Di Madura, hari raya yang ramai dan penuh dengan serimoni kegembiraan adalah Tellasan Ketupat. Dilaksanakan pada hari ketujuh setelah 1 Syawal. Jadi, pada hari 2 – 7 Syawal mereka berpuasa sunnah, yang konon pahalanya seperti berpuasa setahun. Dan, besoknya, pada 8 Syawal mereka ber-tellasan ketupat. Itulah tradisi turun-temurun di Madura yang warganya seratus persen muslim. Hampir serupa, atau memang kebetulan, hari raya Umat Kristiani jatuh pada 25 Desember. Tapi perayaannya seminggu kemudian, pada 1 Januari tahun berikutnya. Di hari raya Natal, Umat Kristiani bermisa, tapi serimoninya baru sepekan.

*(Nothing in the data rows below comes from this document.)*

//! # Export Codec
//!
//! The roster on the wire: a protobuf `UserList` as defined in
//! `proto/user.proto`.
//!
//! ```text
//! message User     { int32 id = 1; string email = 2; string role = 3;
//!                    string status = 4; string createdAt = 5;
//!                    string signature = 6; }
//! message UserList { repeated User users = 1; int32 total = 2; }
//! ```
//!
//! Encoding refuses records that would not survive the trip (ids outside
//! `int32`, unparsable timestamps, signatures that are not lowercase hex).
//! Decoding is strict about everything a consumer will trust: unknown roles
//! or statuses, non-positive ids, empty emails or signatures, and a `total`
//! that disagrees with the number of users all fail the whole payload.
//! Unknown fields are skipped, as protobuf intends.

use prost::Message;
use thiserror::Error;

use crate::crypto::is_lower_hex;
use crate::user::types::parse_timestamp;
use crate::user::{Role, Status, UserRecord};

#[derive(Debug, Error)]
pub enum ExportError {
    /// A record cannot be represented in the wire schema.
    #[error("record {index} cannot be encoded: {reason}")]
    EncodingInvalid { index: usize, reason: String },

    /// The bytes are not a well-formed `UserList`.
    #[error("export payload could not be decoded: {0}")]
    DecodingFailed(String),
}

// ---------------------------------------------------------------------------
// Wire Messages
// ---------------------------------------------------------------------------

/// `User` as it appears on the wire.
#[derive(Clone, PartialEq, Message)]
pub struct UserMessage {
    #[prost(int32, tag = "1")]
    pub id: i32,
    #[prost(string, tag = "2")]
    pub email: String,
    #[prost(string, tag = "3")]
    pub role: String,
    #[prost(string, tag = "4")]
    pub status: String,
    #[prost(string, tag = "5")]
    pub created_at: String,
    #[prost(string, tag = "6")]
    pub signature: String,
}

/// `UserList` as it appears on the wire.
#[derive(Clone, PartialEq, Message)]
pub struct UserList {
    #[prost(message, repeated, tag = "1")]
    pub users: Vec<UserMessage>,
    #[prost(int32, tag = "2")]
    pub total: i32,
}

/// A decoded export: the records plus the count the producer declared.
#[derive(Debug, Clone, PartialEq, Eq)]
pub struct ExportEnvelope {
    pub users: Vec<UserRecord>,
    pub total: usize,
}

// ---------------------------------------------------------------------------
// Encode
// ---------------------------------------------------------------------------

/// Serializes `records` as a `UserList` with `total = records.len()`.
pub fn encode(records: &[UserRecord]) -> Result<Vec<u8>, ExportError> {
    let total = i32::try_from(records.len()).map_err(|_| ExportError::EncodingInvalid {
        index: records.len(),
        reason: "too many records for an int32 total".to_string(),
    })?;

    let users = records
        .iter()
        .enumerate()
        .map(|(index, record)| {
            to_message(record).map_err(|reason| ExportError::EncodingInvalid { index, reason })
        })
        .collect::<Result<Vec<_>, _>>()?;

    let bytes = UserList { users, total }.encode_to_vec();
    tracing::debug!(records = records.len(), bytes = bytes.len(), "roster encoded");
    Ok(bytes)
}

fn to_message(record: &UserRecord) -> Result<UserMessage, String> {
    let id = i32::try_from(record.id)
        .ok()
        .filter(|id| *id > 0)
        .ok_or_else(|| format!("id {} is outside 1..=2147483647", record.id))?;
    if record.email.is_empty() {
        return Err("email is empty".to_string());
    }
    if parse_timestamp(&record.created_at).is_none() {
        return Err(format!("createdAt {:?} is not RFC 3339", record.created_at));
    }
    if !is_lower_hex(&record.signature) {
        return Err("signature is not lowercase hex".to_string());
    }

    Ok(UserMessage {
        id,
        email: record.email.clone(),
        role: record.role.as_str().to_string(),
        status: record.status.as_str().to_string(),
        created_at: record.created_at.clone(),
        signature: record.signature.clone(),
    })
}

// ---------------------------------------------------------------------------
// Decode
// ---------------------------------------------------------------------------

/// Parses a `UserList` and returns its records in wire order.
pub fn decode(bytes: &[u8]) -> Result<Vec<UserRecord>, ExportError> {
    decode_envelope(bytes).map(|envelope| envelope.users)
}

/// Parses a `UserList`, keeping the declared total.
pub fn decode_envelope(bytes: &[u8]) -> Result<ExportEnvelope, ExportError> {
    let list = UserList::decode(bytes).map_err(|e| ExportError::DecodingFailed(e.to_string()))?;

    let total = usize::try_from(list.total)
        .map_err(|_| ExportError::DecodingFailed(format!("negative total {}", list.total)))?;
    if total != list.users.len() {
        return Err(ExportError::DecodingFailed(format!(
            "total {} does not match {} users",
            total,
            list.users.len()
        )));
    }

    let users = list
        .users
        .into_iter()
        .enumerate()
        .map(|(index, message)| {
            from_message(message)
                .map_err(|reason| ExportError::DecodingFailed(format!("user {index}: {reason}")))
        })
        .collect::<Result<Vec<_>, _>>()?;

    Ok(ExportEnvelope { users, total })
}

fn from_message(message: UserMessage) -> Result<UserRecord, String> {
    let id = u64::try_from(message.id)
        .ok()
        .filter(|id| *id > 0)
        .ok_or_else(|| format!("id {} is not positive", message.id))?;
    if message.email.is_empty() {
        return Err("email is missing".to_string());
    }
    if message.signature.is_empty() {
        return Err("signature is missing".to_string());
    }
    let role = message.role.parse::<Role>().map_err(|e| e.to_string())?;
    let status = message.status.parse::<Status>().map_err(|e| e.to_string())?;

    Ok(UserRecord {
        id,
        email: message.email,
        role,
        status,
        created_at: message.created_at,
        signature: message.signature,
    })
}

“Sayangnya,” keluh Pak Sakerah, “Tellasan Ketupat tidak masuk dalam libur nasional. Padahal, hari serimoni Umat Kristiani, 1 Januari ‘terdaftar’ pada deretan libur nasional.”—Meski jika kita telusuri, libur perayaan hari besar Islam lumayan banyak: 1 Muharrom, Isra’ mi’raj, Maulid Nabi, Idul Fitri, dan Idul Adha. Untuk itu, keluhan Pak Sakerah tidak perlu masuk ke dalam hati para penentu kebijakan di negeri ini. Itu hanya sebuah keluh-kesah, dalam hati lagi, yang jika tidak didengar akan hilang sendiri. Dan tentunya, saran Pak Sakerah, umat Islam tidak perlu melakukan unjuk rupa karena hal kecil ini. Termasuk MUI tidak perlu mengeluarkan fatwa: toh ini hanya tradisi kecil di pulau kecil, seperti Madura. Dan Madura hanya bagian kecil dari kebijakan Jakarta.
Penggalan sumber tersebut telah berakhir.